When not all bond enthalpies are given

Postby Shelbyhamilton 3H » Tue Jan 27, 2015 11:09 pm

Hi- this question is concerning the winter 2014 midterm question 1 & 2 C. So it asks for the enthalpy change for the reaction using the molar bond enthalpies given above.

so the equation is CH3OH (g) + NH3 (g) -----> CH3NH2 (g) + H20 (g)

but it only gives us the bond enthalpies for C-N, C-O, N-H, And O-H.
Isn't there a C-H bond??
How can we calculate the delta h of the reaction if we don't take into account the C-H bond?

thank you so much!

Niharika Reddy 1D
Posts: 127
Joined: Fri Sep 26, 2014 2:02 pm

Re: When not all bond enthalpies are given

Postby Niharika Reddy 1D » Tue Jan 27, 2015 11:20 pm

There are C-H bonds in the reaction, but the same number of C-H bonds are present on both sides of the equation.

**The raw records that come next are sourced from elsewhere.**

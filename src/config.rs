use std::path::Path;

use anyhow::{Context, Result};
use config::{Config, Environment, File};
use serde::Deserialize;

use crate::parser::blocks::DEFAULT_MERGE_CAP;
use crate::retry::{RetryPolicy, DEFAULT_ATTEMPTS, DEFAULT_BACKOFF_MS};

pub const CONFIG_FILE: &str = "wenling.toml";
pub const ENV_PREFIX: &str = "WENLING";

/// Runtime settings. Every field has a default, so an empty environment works.
#[derive(Debug, Clone, Deserialize)]
#[serde(default)]
pub struct Settings {
    pub db_path: String,

    // ── Extraction ──
    pub merge_cap: usize,
    pub batch_size: usize,
    pub batch_char_budget: usize,
    pub video_span_precedence: bool,

    // ── Structuring service ──
    pub model: String,
    pub openai_base_url: String,
    pub temperature: f32,
    pub max_output_tokens: u32,
    pub tagging_max_tokens: u32,

    // ── Network ──
    pub retry_attempts: u32,
    pub retry_backoff_ms: u64,
    pub request_timeout_secs: u64,

    // ── Images ──
    pub rehost_images: bool,
    pub image_batch_size: usize,
    pub image_batch_pause_secs: u64,

    /// Fixed UTC offset for archive timestamps.
    pub utc_offset_hours: i32,
}

impl Default for Settings {
    fn default() -> Self {
        Self {
            db_path: "data/wenling.sqlite".to_string(),
            merge_cap: DEFAULT_MERGE_CAP,
            batch_size: 20,
            batch_char_budget: 8192,
            video_span_precedence: false,
            model: "gpt-3.5-turbo-1106".to_string(),
            openai_base_url: "https://api.openai.com/v1".to_string(),
            temperature: 0.0,
            max_output_tokens: 8192,
            tagging_max_tokens: 256,
            retry_attempts: DEFAULT_ATTEMPTS,
            retry_backoff_ms: DEFAULT_BACKOFF_MS,
            request_timeout_secs: 30,
            rehost_images: false,
            image_batch_size: 5,
            image_batch_pause_secs: 60,
            utc_offset_hours: -8,
        }
    }
}

impl Settings {
    /// `wenling.toml` in the working directory (if present), then `WENLING_*`
    /// environment variables.
    pub fn load() -> Result<Self> {
        Self::load_from(Path::new(CONFIG_FILE))
    }

    pub fn load_from(path: &Path) -> Result<Self> {
        let settings = Config::builder()
            .add_source(File::from(path).required(false))
            .add_source(Environment::with_prefix(ENV_PREFIX).try_parsing(true))
            .build()
            .context("Failed to read configuration")?;
        settings
            .try_deserialize()
            .context("Invalid configuration")
    }

    pub fn retry_policy(&self) -> RetryPolicy {
        RetryPolicy::new(self.retry_attempts, self.retry_backoff_ms)
    }
}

If you were to account for them by saying 3 C-H bonds were broken, you would have to say 3 C-H bonds were formed, which cancels the bond enthalpy of the C-H bonds out when calculating the molar enthalpy change for the reaction. (You would add 3x(bond enthalpy of C-H) for the bonds broken and then subtract 3x(bond enthalpy of C-H) for bonds formed).

When calculating the enthalpy of a reaction using bond enthalpies, check to see which bonds are unique to either side. If the same number of the same bond is present on both sides, you can ignore that particular bond in the calculations, such as C-H in this case. The C-H bonds were neither broken not formed, so we don't need to know their bond enthalpies because they don't affect the calculation.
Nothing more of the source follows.